EXERCISE INSTRUCTIONS:
For each line below that includes the word "Some", make a copy.

THE DATA:

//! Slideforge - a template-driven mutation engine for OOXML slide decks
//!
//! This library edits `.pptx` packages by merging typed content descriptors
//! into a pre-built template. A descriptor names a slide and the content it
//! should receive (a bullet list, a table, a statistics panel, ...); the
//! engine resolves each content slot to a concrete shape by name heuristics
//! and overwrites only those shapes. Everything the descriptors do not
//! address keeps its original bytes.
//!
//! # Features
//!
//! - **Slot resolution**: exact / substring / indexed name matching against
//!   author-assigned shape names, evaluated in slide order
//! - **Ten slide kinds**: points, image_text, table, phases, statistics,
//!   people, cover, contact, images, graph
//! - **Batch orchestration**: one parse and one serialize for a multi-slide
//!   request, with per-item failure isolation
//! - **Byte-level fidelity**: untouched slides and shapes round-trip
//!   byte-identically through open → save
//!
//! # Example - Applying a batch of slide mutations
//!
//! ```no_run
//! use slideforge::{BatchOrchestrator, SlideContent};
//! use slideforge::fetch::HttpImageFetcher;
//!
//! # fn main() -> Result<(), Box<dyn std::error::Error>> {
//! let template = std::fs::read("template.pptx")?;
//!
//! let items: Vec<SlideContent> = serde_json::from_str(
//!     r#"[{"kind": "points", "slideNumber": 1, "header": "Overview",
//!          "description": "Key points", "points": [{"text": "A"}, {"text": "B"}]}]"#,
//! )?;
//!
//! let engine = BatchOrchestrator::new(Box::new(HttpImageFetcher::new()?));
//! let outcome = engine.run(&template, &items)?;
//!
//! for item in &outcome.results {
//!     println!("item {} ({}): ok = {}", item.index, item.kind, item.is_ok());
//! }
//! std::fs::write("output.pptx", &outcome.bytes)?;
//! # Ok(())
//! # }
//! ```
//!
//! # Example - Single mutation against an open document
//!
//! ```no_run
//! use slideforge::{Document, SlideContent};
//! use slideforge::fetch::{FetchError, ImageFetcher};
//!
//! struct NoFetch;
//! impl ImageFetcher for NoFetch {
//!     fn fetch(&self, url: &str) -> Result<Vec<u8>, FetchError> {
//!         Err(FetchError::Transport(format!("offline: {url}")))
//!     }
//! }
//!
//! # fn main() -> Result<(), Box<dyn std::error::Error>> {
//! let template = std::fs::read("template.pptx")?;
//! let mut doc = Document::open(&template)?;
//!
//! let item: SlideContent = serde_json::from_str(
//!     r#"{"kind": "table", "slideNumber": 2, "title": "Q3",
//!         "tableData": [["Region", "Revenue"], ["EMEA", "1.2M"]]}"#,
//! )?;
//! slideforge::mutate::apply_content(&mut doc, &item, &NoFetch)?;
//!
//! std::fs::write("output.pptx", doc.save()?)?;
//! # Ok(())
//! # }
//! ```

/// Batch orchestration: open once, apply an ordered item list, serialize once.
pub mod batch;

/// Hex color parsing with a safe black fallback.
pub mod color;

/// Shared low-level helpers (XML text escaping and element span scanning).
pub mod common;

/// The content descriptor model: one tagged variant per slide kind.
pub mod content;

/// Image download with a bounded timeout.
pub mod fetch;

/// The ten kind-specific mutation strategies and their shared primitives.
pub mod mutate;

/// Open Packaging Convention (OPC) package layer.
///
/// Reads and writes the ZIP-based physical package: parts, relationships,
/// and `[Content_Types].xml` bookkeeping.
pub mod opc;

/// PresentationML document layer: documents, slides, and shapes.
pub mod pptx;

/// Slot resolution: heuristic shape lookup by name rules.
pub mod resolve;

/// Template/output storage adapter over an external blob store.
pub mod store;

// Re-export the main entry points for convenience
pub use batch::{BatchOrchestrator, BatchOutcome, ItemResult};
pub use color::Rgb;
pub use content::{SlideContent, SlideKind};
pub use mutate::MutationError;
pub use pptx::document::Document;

...

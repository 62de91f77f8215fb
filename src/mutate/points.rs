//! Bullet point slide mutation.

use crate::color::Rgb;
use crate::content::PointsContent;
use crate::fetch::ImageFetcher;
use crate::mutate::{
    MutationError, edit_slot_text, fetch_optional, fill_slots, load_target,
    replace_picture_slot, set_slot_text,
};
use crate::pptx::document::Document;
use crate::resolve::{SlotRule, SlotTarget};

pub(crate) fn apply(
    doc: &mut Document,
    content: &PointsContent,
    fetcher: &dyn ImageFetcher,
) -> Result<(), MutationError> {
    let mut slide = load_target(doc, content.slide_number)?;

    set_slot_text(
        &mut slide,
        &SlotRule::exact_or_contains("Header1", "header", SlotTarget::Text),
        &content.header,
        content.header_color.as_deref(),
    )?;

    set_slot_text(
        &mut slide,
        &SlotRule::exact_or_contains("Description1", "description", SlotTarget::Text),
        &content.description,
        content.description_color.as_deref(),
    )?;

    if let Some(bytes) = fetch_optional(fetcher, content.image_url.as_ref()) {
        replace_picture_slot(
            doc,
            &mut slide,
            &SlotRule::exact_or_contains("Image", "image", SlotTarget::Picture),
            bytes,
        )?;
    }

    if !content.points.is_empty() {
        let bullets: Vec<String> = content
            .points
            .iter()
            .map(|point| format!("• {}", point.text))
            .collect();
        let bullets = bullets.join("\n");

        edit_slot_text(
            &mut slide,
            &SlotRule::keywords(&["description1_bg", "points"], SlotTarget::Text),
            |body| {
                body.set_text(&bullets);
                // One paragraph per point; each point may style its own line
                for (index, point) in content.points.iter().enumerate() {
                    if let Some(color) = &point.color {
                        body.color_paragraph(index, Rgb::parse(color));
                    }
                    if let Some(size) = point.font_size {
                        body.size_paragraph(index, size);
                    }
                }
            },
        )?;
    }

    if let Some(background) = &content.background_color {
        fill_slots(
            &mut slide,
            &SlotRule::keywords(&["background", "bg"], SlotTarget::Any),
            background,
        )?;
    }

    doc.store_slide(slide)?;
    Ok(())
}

* * *

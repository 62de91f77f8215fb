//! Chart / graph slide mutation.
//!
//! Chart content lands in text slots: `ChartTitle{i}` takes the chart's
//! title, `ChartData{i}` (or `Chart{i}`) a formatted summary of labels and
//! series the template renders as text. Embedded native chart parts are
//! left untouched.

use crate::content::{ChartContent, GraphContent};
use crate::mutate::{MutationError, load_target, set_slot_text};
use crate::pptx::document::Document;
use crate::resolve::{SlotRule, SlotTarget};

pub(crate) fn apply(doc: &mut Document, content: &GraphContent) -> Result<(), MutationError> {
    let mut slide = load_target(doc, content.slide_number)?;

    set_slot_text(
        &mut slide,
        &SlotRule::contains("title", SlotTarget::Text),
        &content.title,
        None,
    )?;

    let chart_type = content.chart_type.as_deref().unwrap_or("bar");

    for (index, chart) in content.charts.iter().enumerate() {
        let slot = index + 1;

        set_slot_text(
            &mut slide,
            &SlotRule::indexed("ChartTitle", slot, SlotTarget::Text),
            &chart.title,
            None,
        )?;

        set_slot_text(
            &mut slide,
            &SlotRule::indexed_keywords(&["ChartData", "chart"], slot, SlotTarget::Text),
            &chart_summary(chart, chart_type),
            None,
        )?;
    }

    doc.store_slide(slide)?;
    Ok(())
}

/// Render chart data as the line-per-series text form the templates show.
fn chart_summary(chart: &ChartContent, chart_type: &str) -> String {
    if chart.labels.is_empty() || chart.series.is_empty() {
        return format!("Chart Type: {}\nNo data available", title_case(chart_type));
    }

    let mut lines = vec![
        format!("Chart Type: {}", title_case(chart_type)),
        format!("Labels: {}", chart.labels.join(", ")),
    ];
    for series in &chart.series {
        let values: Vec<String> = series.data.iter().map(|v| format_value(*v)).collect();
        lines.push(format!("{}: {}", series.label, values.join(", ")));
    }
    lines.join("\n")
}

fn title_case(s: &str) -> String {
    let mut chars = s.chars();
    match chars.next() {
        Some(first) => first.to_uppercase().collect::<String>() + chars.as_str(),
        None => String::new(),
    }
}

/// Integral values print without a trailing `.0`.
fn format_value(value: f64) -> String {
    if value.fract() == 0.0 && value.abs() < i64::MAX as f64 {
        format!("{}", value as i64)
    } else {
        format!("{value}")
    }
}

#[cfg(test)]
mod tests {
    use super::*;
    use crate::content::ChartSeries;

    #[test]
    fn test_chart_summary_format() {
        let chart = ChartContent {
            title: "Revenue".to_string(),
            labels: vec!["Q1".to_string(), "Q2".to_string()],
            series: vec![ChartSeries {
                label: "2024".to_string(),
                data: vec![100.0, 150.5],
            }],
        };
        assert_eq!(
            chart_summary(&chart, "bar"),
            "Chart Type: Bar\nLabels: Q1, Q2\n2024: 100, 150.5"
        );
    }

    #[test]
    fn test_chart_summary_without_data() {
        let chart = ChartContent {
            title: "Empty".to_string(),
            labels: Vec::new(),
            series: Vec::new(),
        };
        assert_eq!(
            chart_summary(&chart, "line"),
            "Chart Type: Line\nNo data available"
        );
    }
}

WRITTEN RESPONSE:
    if let Some(bytes) = fetch_optional(fetcher, content.image_url.as_ref()) {
                    if let Some(color) = &point.color {
                    if let Some(size) = point.font_size {
    if let Some(background) = &content.background_color {
        Some(first) => first.to_uppercase().collect::<String>() + chars.as_str(),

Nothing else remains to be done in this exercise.